August 25–29, 2025: Weekly economic update

Macroeconomic Statistics

INFLATION

  • Core Consumer Price Index (CPI) (m/m) (June): 0,3% (previous: 0.2%)
  • Consumer Price Index (CPI) (m/m) (June): 0.2% (previous: 0.3%)
  • Core Consumer Price Index (CPI) (y/y) (June): 3.1% (previous: 2.9%)
  • Consumer Price Index (CPI) (y/y) (June): 2.7% (previous: 2.7%)

INFLATION EXPECTATIONS (MICHIGAN)

  • 12-month expected inflation (May): 4.8% (prev: 4.9%)
  • 5-year expected inflation (April): 3.5% (prev: 3.4%)

PRODUCER PRICE INDEX (PPI):

  • PPI (m/m) (August): 0.9%, prev: 0.0%
  • Core PPI (m/m) (August): 0.9%, prev: 0.0%

GDP (U.S. Bureau of Economic Analysis, BEA) (Q2 2025, annualized, second estimate): +3.30% (advance estimate: 3.0%; Q1 2024: –0.5%):

The increase in real GDP in the second quarter was driven primarily by a decline in imports, which are subtracted in the GDP calculation, and by stronger consumer spending. These gains were partially offset by a reduction in investment and exports.

Atlanta Fed GDPNow Indicator (Q2): 3.5% (vs. 2.2%).

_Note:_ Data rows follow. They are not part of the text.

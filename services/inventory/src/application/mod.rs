//! 应用层
//!
//! 库存状态引擎及其派生结构

pub mod commands;
pub mod engine;
pub mod persistence;
pub mod serial_index;
pub mod session;

pub use commands::*;
pub use engine::{InventoryEngine, ScanOutcome};
pub use persistence::{PersistenceDispatcher, WriteOp};
pub use serial_index::SerialIndex;
pub use session::SessionLog;
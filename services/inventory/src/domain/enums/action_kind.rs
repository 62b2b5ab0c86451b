//! 最近一次动作类型

use serde::{Deserialize, Serialize};

/// 物料最近一次动作类型
///
/// 撤销只看这个字段，不解析日志文本。
#[derive(Debug, Clone, Copy, PartialEq, Eq, Hash, Serialize, Deserialize)]
pub enum ActionKind {
    /// 扫码入库
    CheckIn,
    /// 扫码出库
    CheckOut,
    /// 手工编辑
    Edit,
    /// 撤销
    Undo,
}

impl ActionKind {
    /// 持久化编码
    pub fn as_str(&self) -> &'static str {
        match self {
            ActionKind::CheckIn => "check_in",
            ActionKind::CheckOut => "check_out",
            ActionKind::Edit => "edit",
            ActionKind::Undo => "undo",
        }
    }

    pub fn parse(value: &str) -> Option<Self> {
        match value {
            "check_in" => Some(ActionKind::CheckIn),
            "check_out" => Some(ActionKind::CheckOut),
            "edit" => Some(ActionKind::Edit),
            "undo" => Some(ActionKind::Undo),
            _ => None,
        }
    }

    /// 是否可撤销
    pub fn is_undoable(&self) -> bool {
        matches!(self, ActionKind::CheckIn | ActionKind::CheckOut)
    }
}

#[cfg(test)]
mod tests {
    use super::*;

    #[test]
    fn test_storage_codes_parse_back() {
        for kind in [ActionKind::CheckIn, ActionKind::CheckOut, ActionKind::Edit, ActionKind::Undo] {
            assert_eq!(ActionKind::parse(kind.as_str()), Some(kind));
        }
        assert_eq!(ActionKind::parse("issued"), None);
    }

    #[test]
    fn test_only_scans_are_undoable() {
        assert!(ActionKind::CheckIn.is_undoable());
        assert!(ActionKind::CheckOut.is_undoable());
        assert!(!ActionKind::Edit.is_undoable());
        assert!(!ActionKind::Undo.is_undoable());
    }
}
//! 物料日志条目

use chrono::{DateTime, Utc};
use serde::{Deserialize, Serialize};

use crate::domain::enums::ActionKind;
use crate::domain::value_objects::LogEntryId;

/// 日志条目
///
/// 只追加，不修改。`description` 只供人阅读，业务判断使用 [`LastAction`]。
#[derive(Debug, Clone, PartialEq, Eq, Serialize, Deserialize)]
pub struct LogEntry {
    pub id: LogEntryId,
    pub timestamp: DateTime<Utc>,
    pub actor: String,
    pub description: String,
}

impl LogEntry {
    pub fn new(actor: impl Into<String>, description: impl Into<String>) -> Self {
        Self {
            id: LogEntryId::new(),
            timestamp: Utc::now(),
            actor: actor.into(),
            description: description.into(),
        }
    }
}

/// 最近一次动作
#[derive(Debug, Clone, PartialEq, Eq, Serialize, Deserialize)]
pub struct LastAction {
    pub kind: ActionKind,
    pub actor: String,
    /// 入库前的持有人，撤销入库时恢复
    pub previous_holder: Option<String>,
}

impl LastAction {
    pub fn new(kind: ActionKind, actor: impl Into<String>) -> Self {
        Self {
            kind,
            actor: actor.into(),
            previous_holder: None,
        }
    }

    pub fn with_previous_holder(mut self, holder: Option<String>) -> Self {
        self.previous_holder = holder;
        self
    }
}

*(The GDPNow forecasting model provides a “real-time” estimate of official GDP growth ahead of its release, using a methodology similar to that employed by the U.S. Bureau of Economic Analysis.)

PCE (the Federal Reserve’s preferred inflation gauge):

  • Core Personal Consumption Expenditures (PCE) Price Index (m/m, July): +0.3% (vs. 0.3%)
  • PCE Price Index (m/m, July): +0.2% (vs. 0.3%)
  • Core PCE Price Index (y/y, July): +2.9% (vs. 2.8%)
  • PCE Price Index (y/y, July): +2.6% (vs. 2.6%)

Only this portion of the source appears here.